Lisa meremas jarinya.
"Kemarin kau masih mencium dan memelukku dengan paksa bertingkah seolah itu sangat manis! Membuatku ditemani reporter-reporter sialan itu selama satu minggu. Dan seka-" cup!
Mata Lisa membulat, kaget sepenuhnya.
Dave membungkamnya dengan ciumannya seperti halnya yang selalu Dave lakukan.
Lisa menatapnya marah.
"Kau-" cup! Dave menciumnya lagi, tidak membiarkannya meneruskan perkataannya.
Dave memberikan berkas di tangannya kepada pegawai pria di sampingnya. Satu tangannya menarik pinggang Lisa menempel dengan tubuhnya. Satu tangannya lagi memegang dagu Lisa, membuatnya sedikit mendongan menatapnya.
Lisa tidak bergerak, juga tidak protes.
Dave tersenyum, mendapatkan persetujuan Lisa. Satu hal yang Dave sepakati untuk dirinya sendiri, jika Lisa diam, itu adalah tanda setuju.

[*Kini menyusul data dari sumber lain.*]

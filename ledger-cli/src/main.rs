//! Ledger CLI - accounts and transfers in your terminal

use std::process::ExitCode;

use anyhow::Result;
use clap::{Parser, Subcommand};

mod commands;
mod output;

use commands::{account, transfer, user};

/// Ledger - users, accounts and idempotent transfers
#[derive(Parser)]
#[command(name = "ledger", version, about, long_about = None)]
struct Cli {
    /// Log debug output to stderr
    #[arg(long, short, global = true)]
    verbose: bool,

    #[command(subcommand)]
    command: Commands,
}

#[derive(Subcommand)]
enum Commands {
    /// Manage users
    User {
        #[command(subcommand)]
        command: user::UserCommands,
    },

    /// Manage accounts
    Account {
        #[command(subcommand)]
        command: account::AccountCommands,
    },

    /// Move funds between two accounts of the same currency
    Transfer {
        /// Source account ID
        #[arg(long)]
        from: String,
        /// Destination account ID
        #[arg(long)]
        to: String,
        /// Amount to move
        #[arg(long)]
        amount: String,
        /// Idempotency key; repeating it returns the original receipt
        #[arg(long)]
        request_id: String,
        /// Output as JSON
        #[arg(long)]
        json: bool,
    },
}

impl Commands {
    fn wants_json(&self) -> bool {
        match self {
            Commands::User { command } => match command {
                user::UserCommands::New { json, .. }
                | user::UserCommands::Show { json, .. }
                | user::UserCommands::Update { json, .. }
                | user::UserCommands::Remove { json, .. }
                | user::UserCommands::Accounts { json, .. } => *json,
            },
            Commands::Account { command } => match command {
                account::AccountCommands::New { json, .. }
                | account::AccountCommands::Show { json, .. }
                | account::AccountCommands::Deposit { json, .. }
                | account::AccountCommands::History { json, .. }
                | account::AccountCommands::Remove { json, .. } => *json,
            },
            Commands::Transfer { json, .. } => *json,
        }
    }
}

fn main() -> ExitCode {
    let cli = Cli::parse();
    commands::init_logging(cli.verbose);

    let json = cli.command.wants_json();
    match run(cli) {
        Ok(()) => ExitCode::SUCCESS,
        Err(e) => {
            if json {
                match serde_json::to_string_pretty(&commands::failure_envelope(&e)) {
                    Ok(envelope) => println!("{}", envelope),
                    Err(_) => output::error(&format!("{:#}", e)),
                }
            } else {
                output::error(&format!("{:#}", e));
            }
            ExitCode::from(commands::exit_code(&e))
        }
    }
}

fn run(cli: Cli) -> Result<()> {
    match cli.command {
        Commands::User { command } => user::run(command),
        Commands::Account { command } => account::run(command),
        Commands::Transfer { from, to, amount, request_id, json } => {
            transfer::run(&from, &to, &amount, &request_id, json)
        }
    }
}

Para pegawai yang berlalu lalang mulai berkerumun saat melihat atasan mereka mencium seorang gadis di depan umum. Itu bukanlah pemandangan biasa.
Seorang Dave dikenal sebagai pemimpin yang selalu menatap tajam, tidak menerima kesalahan dan selalu mengingatkan tentang disiplin bekerja bagi pegawainya. Tidak pernah tersenyum dan sangat dingin. Hanya ada hawa suram di sekitarnya, tanpa tanda kedamaian atau kebahagiaan.
Lisa meremas ujung jas hitam Dave dengan tangan kanannya. Dia hendak melepaskan ciuman itu, tapi Dave kini menahan bagian belakang kepalanya dan mengunci pinggangnya dengan erat.
Dia tidak bisa bergerak.
Lisa bisa merasakan ada banyak pasang mata yang sedang menatap mereka. Suara-suara kamera handphone terdengar, mengambil gambar.
Lisa mengeluh dalam hati. Apakah Dave akan membuatnya terus diikuti oleh para reporter yang haus berita itu lagi?
Dave melepaskan ciumannya dari Lisa. Kedua tangannya memeluk pinggang Lisa erat. Walaupun Lisa berusaha melepasnya, dia jelas kalah kuat dibandingkan dengan Dave.
Dave tersenyum nakal, "Jika kamu tidak ingin aku berbuat lebih kepadamu maka menurutlah, Lili." Dave berbisik di telinga Lisa, sengaja meniup telinganya.
Lisa tertawa kecil, geli.
Lisa diam, tidak memberontak.Dia tidak bisa membiarkan dirinya menjadi bahan tontonan lebih lama lagi.
Lisa menyadarinya, jantungnya yang berdebar. Entah karena dia sedang merasa terancam atau karena perasaan sukanya yang dia sembunyikan jauh di dalam hati kecilnya.